▸ WORK INSTRUCTIONS
Whenever a line in the data contains "decode", show that line.

Data extracted from a collection:
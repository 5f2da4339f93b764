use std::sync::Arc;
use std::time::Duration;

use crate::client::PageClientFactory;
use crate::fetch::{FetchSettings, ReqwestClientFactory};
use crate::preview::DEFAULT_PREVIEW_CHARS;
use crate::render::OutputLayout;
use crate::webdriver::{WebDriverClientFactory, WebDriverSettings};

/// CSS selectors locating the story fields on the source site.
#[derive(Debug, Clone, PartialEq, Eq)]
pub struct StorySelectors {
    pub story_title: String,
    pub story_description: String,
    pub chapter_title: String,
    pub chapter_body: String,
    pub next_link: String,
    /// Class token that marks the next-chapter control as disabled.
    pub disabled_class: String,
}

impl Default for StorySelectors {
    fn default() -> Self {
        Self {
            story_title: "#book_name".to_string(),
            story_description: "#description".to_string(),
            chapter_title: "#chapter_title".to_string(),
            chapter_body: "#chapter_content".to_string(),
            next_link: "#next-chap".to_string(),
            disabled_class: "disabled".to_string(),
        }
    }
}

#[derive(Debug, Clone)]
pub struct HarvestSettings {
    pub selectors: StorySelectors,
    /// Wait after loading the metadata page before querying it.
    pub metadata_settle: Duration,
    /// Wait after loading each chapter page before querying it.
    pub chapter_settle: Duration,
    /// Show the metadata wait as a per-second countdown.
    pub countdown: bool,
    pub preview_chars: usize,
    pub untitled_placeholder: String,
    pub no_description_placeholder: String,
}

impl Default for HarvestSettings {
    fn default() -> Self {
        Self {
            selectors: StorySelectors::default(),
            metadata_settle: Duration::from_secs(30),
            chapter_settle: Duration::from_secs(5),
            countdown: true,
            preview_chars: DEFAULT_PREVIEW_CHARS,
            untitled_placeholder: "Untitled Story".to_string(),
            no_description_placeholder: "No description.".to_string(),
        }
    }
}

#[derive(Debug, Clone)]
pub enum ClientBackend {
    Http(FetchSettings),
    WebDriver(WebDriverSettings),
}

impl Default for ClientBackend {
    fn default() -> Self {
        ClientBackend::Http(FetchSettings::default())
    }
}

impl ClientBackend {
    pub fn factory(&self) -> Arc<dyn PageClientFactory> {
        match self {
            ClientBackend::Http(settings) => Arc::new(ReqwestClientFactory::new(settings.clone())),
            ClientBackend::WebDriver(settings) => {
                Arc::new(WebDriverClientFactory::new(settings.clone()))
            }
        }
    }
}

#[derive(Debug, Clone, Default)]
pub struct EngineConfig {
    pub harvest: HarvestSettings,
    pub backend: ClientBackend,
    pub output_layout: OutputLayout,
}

* * *

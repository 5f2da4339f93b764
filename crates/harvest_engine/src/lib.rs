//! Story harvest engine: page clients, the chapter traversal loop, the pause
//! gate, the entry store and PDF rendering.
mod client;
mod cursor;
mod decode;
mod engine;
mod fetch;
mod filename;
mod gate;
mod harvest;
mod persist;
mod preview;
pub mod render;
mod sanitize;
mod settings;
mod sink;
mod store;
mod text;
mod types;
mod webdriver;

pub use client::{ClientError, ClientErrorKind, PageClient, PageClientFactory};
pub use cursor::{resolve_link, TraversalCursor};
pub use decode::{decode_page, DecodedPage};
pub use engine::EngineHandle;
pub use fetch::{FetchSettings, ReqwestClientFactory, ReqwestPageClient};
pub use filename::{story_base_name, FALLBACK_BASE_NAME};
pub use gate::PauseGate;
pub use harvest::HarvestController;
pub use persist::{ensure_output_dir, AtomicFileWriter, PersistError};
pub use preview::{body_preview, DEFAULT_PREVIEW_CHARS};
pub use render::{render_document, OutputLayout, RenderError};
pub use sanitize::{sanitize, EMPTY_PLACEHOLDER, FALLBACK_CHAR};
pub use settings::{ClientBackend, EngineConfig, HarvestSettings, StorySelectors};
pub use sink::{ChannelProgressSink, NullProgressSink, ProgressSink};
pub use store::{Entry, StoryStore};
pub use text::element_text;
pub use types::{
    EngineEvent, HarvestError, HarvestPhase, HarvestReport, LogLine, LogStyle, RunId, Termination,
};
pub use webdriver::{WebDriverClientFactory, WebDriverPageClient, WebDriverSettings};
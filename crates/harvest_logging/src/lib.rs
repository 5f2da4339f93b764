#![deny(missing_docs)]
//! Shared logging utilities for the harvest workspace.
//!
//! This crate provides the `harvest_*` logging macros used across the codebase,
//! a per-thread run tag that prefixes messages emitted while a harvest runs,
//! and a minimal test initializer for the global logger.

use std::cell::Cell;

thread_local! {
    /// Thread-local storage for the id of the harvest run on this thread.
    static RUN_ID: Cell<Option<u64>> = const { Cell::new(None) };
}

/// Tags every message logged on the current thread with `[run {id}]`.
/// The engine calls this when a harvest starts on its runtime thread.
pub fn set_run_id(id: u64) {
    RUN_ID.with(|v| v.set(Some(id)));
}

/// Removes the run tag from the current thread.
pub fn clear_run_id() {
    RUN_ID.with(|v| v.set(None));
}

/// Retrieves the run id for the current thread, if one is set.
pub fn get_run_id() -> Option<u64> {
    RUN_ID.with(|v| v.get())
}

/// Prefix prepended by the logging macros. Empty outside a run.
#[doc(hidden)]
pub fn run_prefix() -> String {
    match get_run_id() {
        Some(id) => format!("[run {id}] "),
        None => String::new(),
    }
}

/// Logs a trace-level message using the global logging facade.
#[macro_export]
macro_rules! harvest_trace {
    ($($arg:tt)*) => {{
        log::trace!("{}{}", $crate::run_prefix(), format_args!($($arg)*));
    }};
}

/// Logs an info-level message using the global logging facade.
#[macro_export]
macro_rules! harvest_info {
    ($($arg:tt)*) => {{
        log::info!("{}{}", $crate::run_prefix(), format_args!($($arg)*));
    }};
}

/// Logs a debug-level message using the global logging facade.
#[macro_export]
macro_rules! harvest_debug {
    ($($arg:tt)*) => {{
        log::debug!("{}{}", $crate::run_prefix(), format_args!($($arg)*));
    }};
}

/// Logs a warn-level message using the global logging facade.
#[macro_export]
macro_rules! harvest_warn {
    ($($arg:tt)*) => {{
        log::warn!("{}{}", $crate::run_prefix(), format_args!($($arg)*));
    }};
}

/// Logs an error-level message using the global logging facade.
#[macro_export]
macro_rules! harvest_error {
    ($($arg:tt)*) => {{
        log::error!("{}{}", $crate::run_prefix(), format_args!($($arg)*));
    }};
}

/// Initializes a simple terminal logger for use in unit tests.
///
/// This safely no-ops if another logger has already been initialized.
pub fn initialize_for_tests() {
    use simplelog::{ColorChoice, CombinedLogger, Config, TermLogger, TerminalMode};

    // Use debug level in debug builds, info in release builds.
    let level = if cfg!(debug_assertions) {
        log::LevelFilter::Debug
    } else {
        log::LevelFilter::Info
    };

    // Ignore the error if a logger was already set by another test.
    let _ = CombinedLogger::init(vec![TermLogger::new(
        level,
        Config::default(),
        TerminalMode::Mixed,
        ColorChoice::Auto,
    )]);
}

▸ EXPECTED ANSWER
mod decode;
pub use decode::{decode_page, DecodedPage};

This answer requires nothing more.